Introduction

The paradigm for surgical education since the time of Halstead was “see one, do one, teach one” but this has undergone radical change in the last 30 years with the advent of laparoscopic surgery (1987), the Institute of Medicine “To err is human” report (1999) [1] and introduction of the common duty-hour restrictions by the Accreditation Council for Graduate Medical Education (2003). These three watershed events mandated a new surgical education paradigm. The new approach to surgical education is based on objective assessment and obtaining competence, also known as proficiency, instead of subjective assessment that characterizes the Halsteadian paradigm.
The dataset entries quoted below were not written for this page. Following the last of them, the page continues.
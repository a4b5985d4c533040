//! Extrusion data model: roles, paths, entities and the per-layer flattened
//! line representation the analyzer works on.
//!
//! The analyzer never keeps references back into the caller's entity tree.
//! When a layer is flattened, every concrete path is registered in an
//! [`EntityTable`] and receives an opaque [`EntityId`]; the flattened
//! [`ExtrusionLine`]s carry only that handle. Role and flow lookups go
//! through the table, and equality of consecutive handles is what groups
//! lines back into connected paths.

use crate::geometry::{Segment2, Vec2f};
use serde::{Deserialize, Serialize};

/// Role of an extrusion, mirroring the slicing front end's classification.
///
/// Only `ExternalPerimeter` participates in island seeding; the other roles
/// matter for flow-width selection and for deciding which entities get the
/// local stability treatment.
#[derive(Clone, Copy, Debug, PartialEq, Eq, Hash, Serialize, Deserialize)]
pub enum ExtrusionRole {
    ExternalPerimeter,
    Perimeter,
    OverhangPerimeter,
    BridgeInfill,
    SolidInfill,
    TopSolidInfill,
    InternalInfill,
    GapFill,
    Skirt,
    SupportMaterial,
    /// A collection whose children carry differing roles.
    Mixed,
}

/// Opaque handle to a registered extrusion path.
///
/// Handles are valid only for the layer they were assigned on; the analyzer
/// never compares handles across layers.
#[derive(Clone, Copy, Debug, PartialEq, Eq, Hash, PartialOrd, Ord, Serialize, Deserialize)]
pub struct EntityId(pub u32);

/// Per-layer registry mapping [`EntityId`] to the path properties the
/// analyzer needs (role and volumetric flow).
#[derive(Clone, Debug, Default)]
pub struct EntityTable {
    roles: Vec<ExtrusionRole>,
    mm3_per_mm: Vec<f32>,
}

impl EntityTable {
    pub fn new() -> Self {
        Self::default()
    }

    /// Register a path, returning its handle.
    pub fn register(&mut self, role: ExtrusionRole, mm3_per_mm: f32) -> EntityId {
        let id = EntityId(self.roles.len() as u32);
        self.roles.push(role);
        self.mm3_per_mm.push(mm3_per_mm);
        id
    }

    pub fn role(&self, id: EntityId) -> ExtrusionRole {
        self.roles[id.0 as usize]
    }

    pub fn min_mm3_per_mm(&self, id: EntityId) -> f32 {
        self.mm3_per_mm[id.0 as usize]
    }

    /// Drop all registrations; handles from before this call are dead.
    pub fn clear(&mut self) {
        self.roles.clear();
        self.mm3_per_mm.clear();
    }
}

/// An oriented 2D extrusion segment on a layer.
#[derive(Clone, Copy, Debug, PartialEq, Serialize, Deserialize)]
pub struct ExtrusionLine {
    pub a: Vec2f,
    pub b: Vec2f,
    /// Cached length of `b - a`.
    pub len: f32,
    /// Handle of the originating path.
    pub entity: EntityId,
    /// Set by the local analysis when a bridging support was anchored at `b`.
    pub support_point_generated: bool,
    /// Cumulative shape-degradation score, 0 to roughly 1.
    pub malformation: f32,
}

impl ExtrusionLine {
    pub fn new(a: Vec2f, b: Vec2f, entity: EntityId) -> Self {
        Self {
            a,
            b,
            len: (b - a).norm(),
            entity,
            support_point_generated: false,
            malformation: 0.0,
        }
    }
}

impl Segment2 for ExtrusionLine {
    #[inline]
    fn seg_a(&self) -> Vec2f {
        self.a
    }
    #[inline]
    fn seg_b(&self) -> Vec2f {
        self.b
    }
}

/// A single extrusion path: one polyline printed with one role and flow.
#[derive(Clone, Debug, Serialize, Deserialize)]
pub struct ExtrusionPath {
    pub role: ExtrusionRole,
    /// Path vertices in millimetres.
    pub points: Vec<Vec2f>,
    /// Volumetric flow of this path, mm³ of filament per mm of travel.
    pub mm3_per_mm: f32,
    /// Closed paths are printed as loops; the closing segment from the last
    /// vertex back to the first is implied.
    pub closed: bool,
}

impl ExtrusionPath {
    pub fn new(role: ExtrusionRole, points: Vec<Vec2f>, mm3_per_mm: f32) -> Self {
        Self {
            role,
            points,
            mm3_per_mm,
            closed: false,
        }
    }

    pub fn new_loop(role: ExtrusionRole, points: Vec<Vec2f>, mm3_per_mm: f32) -> Self {
        Self {
            role,
            points,
            mm3_per_mm,
            closed: true,
        }
    }
}

/// An extrusion entity: a concrete path or a nested collection of entities.
#[derive(Clone, Debug, Serialize, Deserialize)]
pub enum ExtrusionEntity {
    Path(ExtrusionPath),
    Collection(Vec<ExtrusionEntity>),
}

impl ExtrusionEntity {
    pub fn is_collection(&self) -> bool {
        matches!(self, ExtrusionEntity::Collection(_))
    }

    pub fn is_loop(&self) -> bool {
        match self {
            ExtrusionEntity::Path(p) => p.closed,
            ExtrusionEntity::Collection(_) => false,
        }
    }

    /// Role of the entity; a collection reports the common role of its
    /// children, or [`ExtrusionRole::Mixed`] when they disagree.
    pub fn role(&self) -> ExtrusionRole {
        match self {
            ExtrusionEntity::Path(p) => p.role,
            ExtrusionEntity::Collection(entities) => {
                let mut role = None;
                for e in entities {
                    let r = e.role();
                    match role {
                        None => role = Some(r),
                        Some(prev) if prev != r => return ExtrusionRole::Mixed,
                        Some(_) => {}
                    }
                }
                role.unwrap_or(ExtrusionRole::Mixed)
            }
        }
    }

    /// Smallest volumetric flow over all contained paths.
    pub fn min_mm3_per_mm(&self) -> f32 {
        match self {
            ExtrusionEntity::Path(p) => p.mm3_per_mm,
            ExtrusionEntity::Collection(entities) => entities
                .iter()
                .map(ExtrusionEntity::min_mm3_per_mm)
                .fold(f32::INFINITY, f32::min),
        }
    }

    /// Append all vertices, depth first.
    pub fn collect_points(&self, out: &mut Vec<Vec2f>) {
        match self {
            ExtrusionEntity::Path(p) => out.extend_from_slice(&p.points),
            ExtrusionEntity::Collection(entities) => {
                for e in entities {
                    e.collect_points(out);
                }
            }
        }
    }

    /// Visit every concrete path, depth first.
    pub fn for_each_path<'a>(&'a self, f: &mut dyn FnMut(&'a ExtrusionPath)) {
        match self {
            ExtrusionEntity::Path(p) => f(p),
            ExtrusionEntity::Collection(entities) => {
                for e in entities {
                    e.for_each_path(f);
                }
            }
        }
    }
}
Simulation is a cornerstone of surgical and procedural education. Along with changes in teaching, there have been changes in assessment. Simulation allows proficiency-based training, deliberate and distributed practice, which are the three pillars of a surgical curriculum [2]. There have been many attempts to develop objective methods of assessing surgical skill [3, 4]. A variety of global rating scales (GRS) were developed including the OSATS score [5], the GEARS score [6] and GOALS [7] to quantitatively assess skills which depend on assessment by trained observers. Checklists have also been used to assess surgical skills and have been used alone or in combination with GRS [8]. There have been no attempts to quantify the performance of open surgery, other than using a GRS. Skill in open surgery does not necessarily correlate with skill in minimally invasive surgery [3].

Hand motion studies that quantitatively assess the performance of laparoscopic surgery are valid for assessing surgical skill [9,10,11,12,13,14]. Hand motion studies of simulated procedures are easy to conduct but many not reflect actual surgical skill while studies during laparoscopic surgery are complicated by concerns for the sterile field and the need for sensors to be placed on the hands of operating surgeons [9, 11,12,13].

Robotic minimally invasive surgery (RMIS) allows the collection of detailed motion data during surgery without concern for the sterile field enabling the collection of more data than from hand motion studies. Metrics of surgical performance in RMIS including time, movements and path length (PL) have been validated and can differentiate novice from expert surgeons [15,16,17,18]. RMIS is performed almost exclusively with the da Vinci system (Intuitive Surgical, Sunnyvale, CA, USA). Obtaining motion data from the da Vinci requires approval of the Intuitive Corporation and has been authorized for only a few institutions. Data are delivered according to the format specified in the application programming interface (API) [19]. One of the earliest approaches used to analyze these data is the Robotics Video and Motion Assessment Software (ROVIMAS), developed for this purpose (by one of the authors of this study, AD) [11, 17]. ROVIMAS analyzes data from the da Vinci surgical system and reports time, PL and number of movements and other parameters and has also been used to quantify improved dexterity in RMIS compared with laparoscopic surgery using parameters other than time [20]. Alternatives have been developed to obtain hand motion data during RMIS without the API data [21].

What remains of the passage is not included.